TO DO =>
Only an exact, complete copy of the listing will serve as the answer.

INPUT =>
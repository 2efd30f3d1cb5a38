//! Session guard for protected views.
//!
//! SYSTEM CONTEXT
//! ==============
//! Protected pages render nothing domain-specific until `check` has run. The
//! token read and the presence check happen in one call so the caller never
//! acts on a token it did not just verify. Failure is terminal for the page
//! load: no retry, no data fetch, navigate home.

#[cfg(test)]
#[path = "guard_test.rs"]
mod guard_test;

use crate::config::HOME_ROUTE;
use crate::state::session::{Session, TokenStorage};

/// Shown to the user when a protected page is opened without a session.
pub const ACCESS_DENIED_MESSAGE: &str = "Acceso denegado. Debes iniciar sesión.";

/// Result of a guard check.
#[derive(Clone, Debug, PartialEq, Eq)]
pub enum GuardDecision {
    /// A non-empty token is present; initialization may continue.
    Proceed(String),
    /// No usable token; navigate to the given route.
    Redirect(&'static str),
}

/// Rendering gate for a protected page.
#[derive(Clone, Debug, Default, PartialEq, Eq)]
pub enum GuardState {
    /// Not yet checked (SSR output and the first client render).
    #[default]
    Checking,
    Granted,
    Denied,
}

impl GuardState {
    #[must_use]
    pub fn is_granted(&self) -> bool {
        matches!(self, Self::Granted)
    }
}

impl From<&GuardDecision> for GuardState {
    fn from(decision: &GuardDecision) -> Self {
        match decision {
            GuardDecision::Proceed(_) => Self::Granted,
            GuardDecision::Redirect(_) => Self::Denied,
        }
    }
}

/// Read the token and decide in one step.
pub fn check<S: TokenStorage>(session: &Session<S>) -> GuardDecision {
    match session.token() {
        Some(token) => GuardDecision::Proceed(token),
        None => GuardDecision::Redirect(HOME_ROUTE),
    }
}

EXERCISE ANSWER =>
repository 2efd30f3d1cb5a38
//! Session guard for protected views.
//!
//! SYSTEM CONTEXT
//! ==============
//! Protected pages render nothing domain-specific until `check` has run. The
//! token read and the presence check happen in one call so the caller never
//! acts on a token it did not just verify. Failure is terminal for the page
//! load: no retry, no data fetch, navigate home.

#[cfg(test)]
#[path = "guard_test.rs"]
mod guard_test;

use crate::config::HOME_ROUTE;
use crate::state::session::{Session, TokenStorage};

/// Shown to the user when a protected page is opened without a session.
pub const ACCESS_DENIED_MESSAGE: &str = "Acceso denegado. Debes iniciar sesión.";

/// Result of a guard check.
#[derive(Clone, Debug, PartialEq, Eq)]
pub enum GuardDecision {
    /// A non-empty token is present; initialization may continue.
    Proceed(String),
    /// No usable token; navigate to the given route.
    Redirect(&'static str),
}

/// Rendering gate for a protected page.
#[derive(Clone, Debug, Default, PartialEq, Eq)]
pub enum GuardState {
    /// Not yet checked (SSR output and the first client render).
    #[default]
    Checking,
    Granted,
    Denied,
}

impl GuardState {
    #[must_use]
    pub fn is_granted(&self) -> bool {
        matches!(self, Self::Granted)
    }
}

impl From<&GuardDecision> for GuardState {
    fn from(decision: &GuardDecision) -> Self {
        match decision {
            GuardDecision::Proceed(_) => Self::Granted,
            GuardDecision::Redirect(_) => Self::Denied,
        }
    }
}

/// Read the token and decide in one step.
pub fn check<S: TokenStorage>(session: &Session<S>) -> GuardDecision {
    match session.token() {
        Some(token) => GuardDecision::Proceed(token),
        None => GuardDecision::Redirect(HOME_ROUTE),
    }
}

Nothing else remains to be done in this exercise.